Collected data entries

= = = = = = =

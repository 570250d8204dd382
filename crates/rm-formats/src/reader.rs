//! Bounds-checked cursor over a byte slice.
//!
//! Every decoder reads through this; raw slice indexing of untrusted
//! offsets is confined to here and to [`crate::scan`].

use crate::FormatError;

/// Cursor over a borrowed byte buffer.
pub struct ByteReader<'a> {
    data: &'a [u8],
    pos: usize,
}

impl<'a> ByteReader<'a> {
    pub fn new(data: &'a [u8]) -> Self {
        Self { data, pos: 0 }
    }

    /// Current cursor position.
    pub fn pos(&self) -> usize {
        self.pos
    }

    /// Total buffer length.
    pub fn len(&self) -> usize {
        self.data.len()
    }

    pub fn is_empty(&self) -> bool {
        self.data.is_empty()
    }

    /// Bytes left after the cursor.
    pub fn remaining(&self) -> usize {
        self.data.len().saturating_sub(self.pos)
    }

    /// Move the cursor to an absolute offset. The offset may be at most
    /// one past the end (a subsequent read fails cleanly).
    pub fn seek(&mut self, pos: usize) -> Result<(), FormatError> {
        if pos > self.data.len() {
            return Err(FormatError::UnexpectedEof);
        }
        self.pos = pos;
        Ok(())
    }

    pub fn skip(&mut self, n: usize) -> Result<(), FormatError> {
        if self.pos + n > self.data.len() {
            return Err(FormatError::UnexpectedEof);
        }
        self.pos += n;
        Ok(())
    }

    pub fn read_u8(&mut self) -> Result<u8, FormatError> {
        if self.pos >= self.data.len() {
            return Err(FormatError::UnexpectedEof);
        }
        let v = self.data[self.pos];
        self.pos += 1;
        Ok(v)
    }

    pub fn read_i8(&mut self) -> Result<i8, FormatError> {
        Ok(self.read_u8()? as i8)
    }

    pub fn read_u16_le(&mut self) -> Result<u16, FormatError> {
        let b = self.read_bytes(2)?;
        Ok(u16::from_le_bytes([b[0], b[1]]))
    }

    pub fn read_u16_be(&mut self) -> Result<u16, FormatError> {
        let b = self.read_bytes(2)?;
        Ok(u16::from_be_bytes([b[0], b[1]]))
    }

    pub fn read_u32_le(&mut self) -> Result<u32, FormatError> {
        let b = self.read_bytes(4)?;
        Ok(u32::from_le_bytes([b[0], b[1], b[2], b[3]]))
    }

    pub fn read_u32_be(&mut self) -> Result<u32, FormatError> {
        let b = self.read_bytes(4)?;
        Ok(u32::from_be_bytes([b[0], b[1], b[2], b[3]]))
    }

    /// Read `n` bytes and advance.
    pub fn read_bytes(&mut self, n: usize) -> Result<&'a [u8], FormatError> {
        if n > self.data.len() - self.pos {
            return Err(FormatError::UnexpectedEof);
        }
        let slice = &self.data[self.pos..self.pos + n];
        self.pos += n;
        Ok(slice)
    }

    /// Read a fixed-size field holding a NUL-padded string. Trailing
    /// NULs and spaces are trimmed; invalid UTF-8 is replaced.
    pub fn read_string(&mut self, n: usize) -> Result<String, FormatError> {
        let raw = self.read_bytes(n)?;
        let end = raw.iter().position(|&b| b == 0).unwrap_or(raw.len());
        Ok(String::from_utf8_lossy(&raw[..end]).trim_end().to_string())
    }

    /// Read `magic.len()` bytes and fail with `InvalidHeader` unless they
    /// match.
    pub fn expect_magic(&mut self, magic: &[u8]) -> Result<(), FormatError> {
        let got = self.read_bytes(magic.len())?;
        if got != magic {
            return Err(FormatError::InvalidHeader);
        }
        Ok(())
    }
}

/// Compare bytes at a fixed offset without a cursor. Returns false when
/// the buffer is too short, never panics.
pub fn magic_at(data: &[u8], offset: usize, magic: &[u8]) -> bool {
    data.len() >= offset + magic.len() && &data[offset..offset + magic.len()] == magic
}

= = = = = = =

◆ **DIRECTIONS FOR THIS TASK**: Among the entries, how many lines contain the string "Result"? Give the number without anything else.

◆ **EXERCISE ANSWER**: 11